George Hendrik Breitner (1857-1923)
George Hendrik Breitner was born in Rotterdam in 1857.
In 1876, he enrolled at the academy in The Hague. Later, he worked at Willem Maris’ studio. In this early period he was especially influenced by the painters of the Hague School. Breitner preferred working-class models: labourers, servant girls and people from lower-class neighbourhoods. He saw himself as ‘le peintre du peuple’, the people’s painter. In 1886, he moved to Amsterdam, where he recorded the life of the city in sketches, paintings and photos. Sometimes he made several pictures of the same subject, from different angles or in different weather conditions. Photos might serve as an example for a painting, as for his portraits of girls in kimonos, or as general reference material. Breitner often collaborated with Isaac Israels; both painters are referred to as Amsterdam Impressionists. Conservative critics called Breitner’s style ‘unfinished’.

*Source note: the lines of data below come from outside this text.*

#[cfg(test)]
mod tests {
    use super::*;
    use serde_json::json;

    // === Deserialization ===

    #[test]
    fn test_ambulance_location_from_client_frame() {
        let frame = json!({
            "type": "ambulance:location",
            "ambulanceId": "amb1",
            "location": {"lat": 10.0, "lng": 20.0},
            "bookingId": "bk1"
        });

        let event: ClientEvent = serde_json::from_value(frame).unwrap();
        match event {
            ClientEvent::AmbulanceLocation(p) => {
                assert_eq!(p.ambulance_id, "amb1");
                assert_eq!(p.location, Coordinates::new(10.0, 20.0));
                assert_eq!(p.booking_id.as_deref(), Some("bk1"));
            }
            other => panic!("Expected AmbulanceLocation, got {:?}", other),
        }
    }

    #[test]
    fn test_null_booking_id_is_absent() {
        let frame = r#"{"type":"ambulance:location","ambulanceId":"amb1","location":{"lat":1,"lng":2},"bookingId":null}"#;
        let event: ClientEvent = serde_json::from_str(frame).unwrap();
        match event {
            ClientEvent::AmbulanceLocation(p) => assert!(p.booking_id.is_none()),
            other => panic!("Expected AmbulanceLocation, got {:?}", other),
        }
    }

    #[test]
    fn test_status_payload_ignores_extra_fields() {
        let frame = r#"{"type":"booking:status","bookingId":"bk1","status":"accepted","driverId":"d1"}"#;
        let event: ClientEvent = serde_json::from_str(frame).unwrap();
        match event {
            ClientEvent::BookingStatus(p) => {
                assert_eq!(p.status, BookingStatus::Accepted);
                assert!(p.ambulance_id.is_none());
            }
            other => panic!("Expected BookingStatus, got {:?}", other),
        }
    }

    #[test]
    fn test_alert_accepts_level_alias_and_default() {
        let with_level = r#"{"type":"emergency:alert","bookingId":"bk1","message":"help","level":"critical"}"#;
        match serde_json::from_str::<ClientEvent>(with_level).unwrap() {
            ClientEvent::EmergencyAlert(p) => assert_eq!(p.severity, "critical"),
            other => panic!("Expected EmergencyAlert, got {:?}", other),
        }

        let without = r#"{"type":"emergency:alert","bookingId":"bk1","message":"help"}"#;
        match serde_json::from_str::<ClientEvent>(without).unwrap() {
            ClientEvent::EmergencyAlert(p) => assert_eq!(p.severity, "high"),
            other => panic!("Expected EmergencyAlert, got {:?}", other),
        }
    }

    #[test]
    fn test_eta_readings_number_or_text() {
        let frame = r#"{"type":"ambulance:eta","ambulanceId":"amb1","bookingId":"bk1","eta":"12 min","distance":3.5}"#;
        match serde_json::from_str::<ClientEvent>(frame).unwrap() {
            ClientEvent::Eta(p) => {
                assert_eq!(p.eta, Reading::Text("12 min".to_string()));
                assert_eq!(p.distance, Reading::Number(3.5));
            }
            other => panic!("Expected Eta, got {:?}", other),
        }
    }

    #[test]
    fn test_ping_and_monitor_unit_events() {
        assert!(matches!(
            serde_json::from_str::<ClientEvent>(r#"{"type":"ping"}"#).unwrap(),
            ClientEvent::Ping
        ));
        assert!(matches!(
            serde_json::from_str::<ClientEvent>(r#"{"type":"monitor:subscribe"}"#).unwrap(),
            ClientEvent::MonitorSubscribe
        ));
    }

    #[test]
    fn test_malformed_frames_fail_to_decode() {
        let missing_field = r#"{"type":"booking:assign","bookingId":"bk1","ambulanceId":"amb1"}"#;
        assert!(serde_json::from_str::<ClientEvent>(missing_field).is_err());

        let unknown_type = r#"{"type":"booking:teleport","bookingId":"bk1"}"#;
        assert!(serde_json::from_str::<ClientEvent>(unknown_type).is_err());

        let bad_status = r#"{"type":"booking:status","bookingId":"bk1","status":"lost"}"#;
        assert!(serde_json::from_str::<ClientEvent>(bad_status).is_err());
    }

    // === Validation ===

    #[test]
    fn test_validate_rejects_empty_ids() {
        let event = ClientEvent::TrackBooking(TrackPayload {
            booking_id: "  ".to_string(),
            user_id: "u1".to_string(),
        });
        let err = event.validate().unwrap_err();
        assert!(err.to_string().contains("empty bookingId"));
    }

    #[test]
    fn test_validate_rejects_out_of_range_coordinates() {
        let event = ClientEvent::DriverLocation(DriverLocationPayload {
            driver_id: "d1".to_string(),
            location: Coordinates::new(120.0, 0.0),
        });
        assert!(event.validate().is_err());
    }

    #[test]
    fn test_validate_rejects_ambulance_via_user_connect() {
        let event = ClientEvent::Identify(IdentifyPayload {
            user_id: "amb1".to_string(),
            user_type: ActorRole::Ambulance,
        });
        assert!(event.validate().is_err());
    }

    // === Serialization ===

    #[test]
    fn test_server_event_wire_names_and_case() {
        let msg = ServerEvent::AmbulanceLocationUpdate {
            ambulance_id: "amb1".to_string(),
            booking_id: "bk1".to_string(),
            location: Coordinates::new(10.0, 20.0),
            timestamp: DateTime::from_timestamp_millis(1_000).unwrap(),
        };

        let json = serde_json::to_value(&msg).unwrap();
        assert_eq!(json["type"], "ambulance:location:update");
        assert_eq!(json["ambulanceId"], "amb1");
        assert_eq!(json["bookingId"], "bk1");
        assert_eq!(json["location"]["lng"], 20.0);
        assert_eq!(json["timestamp"], 1_000);
        assert_eq!(json["type"], msg.name());
    }

    #[test]
    fn test_booking_assigned_omits_missing_location() {
        let msg = ServerEvent::BookingAssigned {
            booking_id: "bk1".to_string(),
            ambulance_id: "amb1".to_string(),
            location: None,
        };
        let json = serde_json::to_value(&msg).unwrap();
        assert_eq!(json["type"], "booking:assigned");
        assert!(json.get("location").is_none());
    }

    #[test]
    fn test_pong_and_welcome() {
        assert_eq!(serde_json::to_value(ServerEvent::Pong).unwrap(), json!({"type": "pong"}));

        let welcome = ServerEvent::Welcome {
            connection_id: "conn_abc".to_string(),
        };
        let json = serde_json::to_value(&welcome).unwrap();
        assert_eq!(json["connectionId"], "conn_abc");
    }
}
//! API exposure modules for different protocols
//!
//! Each exposure consumes a `ServerHost` and produces a Router for that protocol.

pub mod rest;
pub mod websocket;

// Re-export for convenience
pub use rest::RestExposure;
pub use websocket::WebSocketExposure;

Inspired by Japanese prints, Breitner made at least twelve paintings around 1894 of a girl in a kimono. She assumes different poses and the kimono often has a different colour. What catches the eye here is the embroidered, white silk kimono with red-trimmed sleeves and an orange sash. The dreamy girl is sixteen-year-old Geesje Kwak, a hat-seller and one of Breitner’s regular models.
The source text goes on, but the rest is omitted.